> _Data in this exercise_
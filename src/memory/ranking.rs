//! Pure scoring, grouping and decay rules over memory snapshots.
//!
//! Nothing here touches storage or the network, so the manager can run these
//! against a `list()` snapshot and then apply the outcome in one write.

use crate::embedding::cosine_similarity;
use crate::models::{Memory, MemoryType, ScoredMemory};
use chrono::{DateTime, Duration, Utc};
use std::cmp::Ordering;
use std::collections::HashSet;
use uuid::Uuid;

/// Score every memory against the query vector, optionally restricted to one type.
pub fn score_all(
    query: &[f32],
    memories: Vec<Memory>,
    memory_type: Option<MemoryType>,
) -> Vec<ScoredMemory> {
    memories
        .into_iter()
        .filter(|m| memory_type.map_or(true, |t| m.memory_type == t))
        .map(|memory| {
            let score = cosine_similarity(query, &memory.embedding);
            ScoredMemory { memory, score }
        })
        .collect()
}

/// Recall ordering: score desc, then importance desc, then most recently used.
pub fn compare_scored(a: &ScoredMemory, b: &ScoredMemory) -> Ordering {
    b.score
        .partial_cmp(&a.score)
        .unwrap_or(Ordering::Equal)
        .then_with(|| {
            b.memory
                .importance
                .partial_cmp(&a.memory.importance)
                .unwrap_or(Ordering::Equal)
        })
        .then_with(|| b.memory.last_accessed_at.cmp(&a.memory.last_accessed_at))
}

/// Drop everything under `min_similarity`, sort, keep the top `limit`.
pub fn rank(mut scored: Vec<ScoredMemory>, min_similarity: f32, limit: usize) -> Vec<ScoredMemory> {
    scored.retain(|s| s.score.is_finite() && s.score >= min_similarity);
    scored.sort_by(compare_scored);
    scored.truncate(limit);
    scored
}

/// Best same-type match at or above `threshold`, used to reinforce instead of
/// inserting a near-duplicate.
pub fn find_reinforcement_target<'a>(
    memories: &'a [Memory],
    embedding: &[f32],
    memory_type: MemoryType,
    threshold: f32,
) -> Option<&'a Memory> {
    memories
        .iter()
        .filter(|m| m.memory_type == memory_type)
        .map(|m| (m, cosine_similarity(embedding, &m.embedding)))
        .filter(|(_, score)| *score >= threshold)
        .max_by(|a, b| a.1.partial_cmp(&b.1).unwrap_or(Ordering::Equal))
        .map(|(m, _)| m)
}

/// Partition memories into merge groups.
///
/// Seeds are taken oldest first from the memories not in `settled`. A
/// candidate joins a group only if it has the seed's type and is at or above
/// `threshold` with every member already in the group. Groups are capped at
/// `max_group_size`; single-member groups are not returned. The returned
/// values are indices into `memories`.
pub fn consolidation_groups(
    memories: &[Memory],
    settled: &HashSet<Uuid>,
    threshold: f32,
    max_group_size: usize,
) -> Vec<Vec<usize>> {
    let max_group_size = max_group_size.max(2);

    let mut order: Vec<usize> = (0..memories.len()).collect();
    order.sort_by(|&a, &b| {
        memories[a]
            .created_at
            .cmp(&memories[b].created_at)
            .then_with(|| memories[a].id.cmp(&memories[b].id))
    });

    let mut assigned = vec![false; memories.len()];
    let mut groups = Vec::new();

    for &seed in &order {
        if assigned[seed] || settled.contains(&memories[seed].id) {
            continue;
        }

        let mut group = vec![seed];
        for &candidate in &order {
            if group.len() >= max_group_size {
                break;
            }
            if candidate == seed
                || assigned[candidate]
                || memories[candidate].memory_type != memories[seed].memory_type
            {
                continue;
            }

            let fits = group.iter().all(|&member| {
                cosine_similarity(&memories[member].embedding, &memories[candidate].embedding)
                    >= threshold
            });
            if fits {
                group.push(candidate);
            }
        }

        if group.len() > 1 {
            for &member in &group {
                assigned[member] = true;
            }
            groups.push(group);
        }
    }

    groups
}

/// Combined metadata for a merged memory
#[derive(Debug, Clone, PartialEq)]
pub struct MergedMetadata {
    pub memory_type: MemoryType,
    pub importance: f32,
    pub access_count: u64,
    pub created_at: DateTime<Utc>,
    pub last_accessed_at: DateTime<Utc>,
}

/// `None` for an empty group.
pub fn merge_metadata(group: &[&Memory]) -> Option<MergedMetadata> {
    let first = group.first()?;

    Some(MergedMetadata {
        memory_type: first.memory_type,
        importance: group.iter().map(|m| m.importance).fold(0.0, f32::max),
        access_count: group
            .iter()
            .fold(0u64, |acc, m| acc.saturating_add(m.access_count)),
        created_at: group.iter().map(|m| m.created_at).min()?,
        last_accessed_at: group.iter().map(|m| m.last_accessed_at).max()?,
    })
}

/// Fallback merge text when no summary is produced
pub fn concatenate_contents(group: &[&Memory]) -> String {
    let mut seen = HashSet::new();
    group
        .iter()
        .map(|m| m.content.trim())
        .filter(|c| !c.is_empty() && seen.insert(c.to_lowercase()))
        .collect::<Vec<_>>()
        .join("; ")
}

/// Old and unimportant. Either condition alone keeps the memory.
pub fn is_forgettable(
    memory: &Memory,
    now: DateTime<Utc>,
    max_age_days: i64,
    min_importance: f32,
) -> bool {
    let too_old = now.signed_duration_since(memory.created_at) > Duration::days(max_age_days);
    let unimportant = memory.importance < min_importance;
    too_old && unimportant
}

> _Problem requirements_
Reproduce exactly the stretch of the material above that starts at the line with "for &seed in" and ends at the line with "#[derive(Debug, Clone, PartialEq)]", both included, and nothing else.

> _Output_
    for &seed in &order {
        if assigned[seed] || settled.contains(&memories[seed].id) {
            continue;
        }

        let mut group = vec![seed];
        for &candidate in &order {
            if group.len() >= max_group_size {
                break;
            }
            if candidate == seed
                || assigned[candidate]
                || memories[candidate].memory_type != memories[seed].memory_type
            {
                continue;
            }

            let fits = group.iter().all(|&member| {
                cosine_similarity(&memories[member].embedding, &memories[candidate].embedding)
                    >= threshold
            });
            if fits {
                group.push(candidate);
            }
        }

        if group.len() > 1 {
            for &member in &group {
                assigned[member] = true;
            }
            groups.push(group);
        }
    }

    groups
}

/// Combined metadata for a merged memory
#[derive(Debug, Clone, PartialEq)]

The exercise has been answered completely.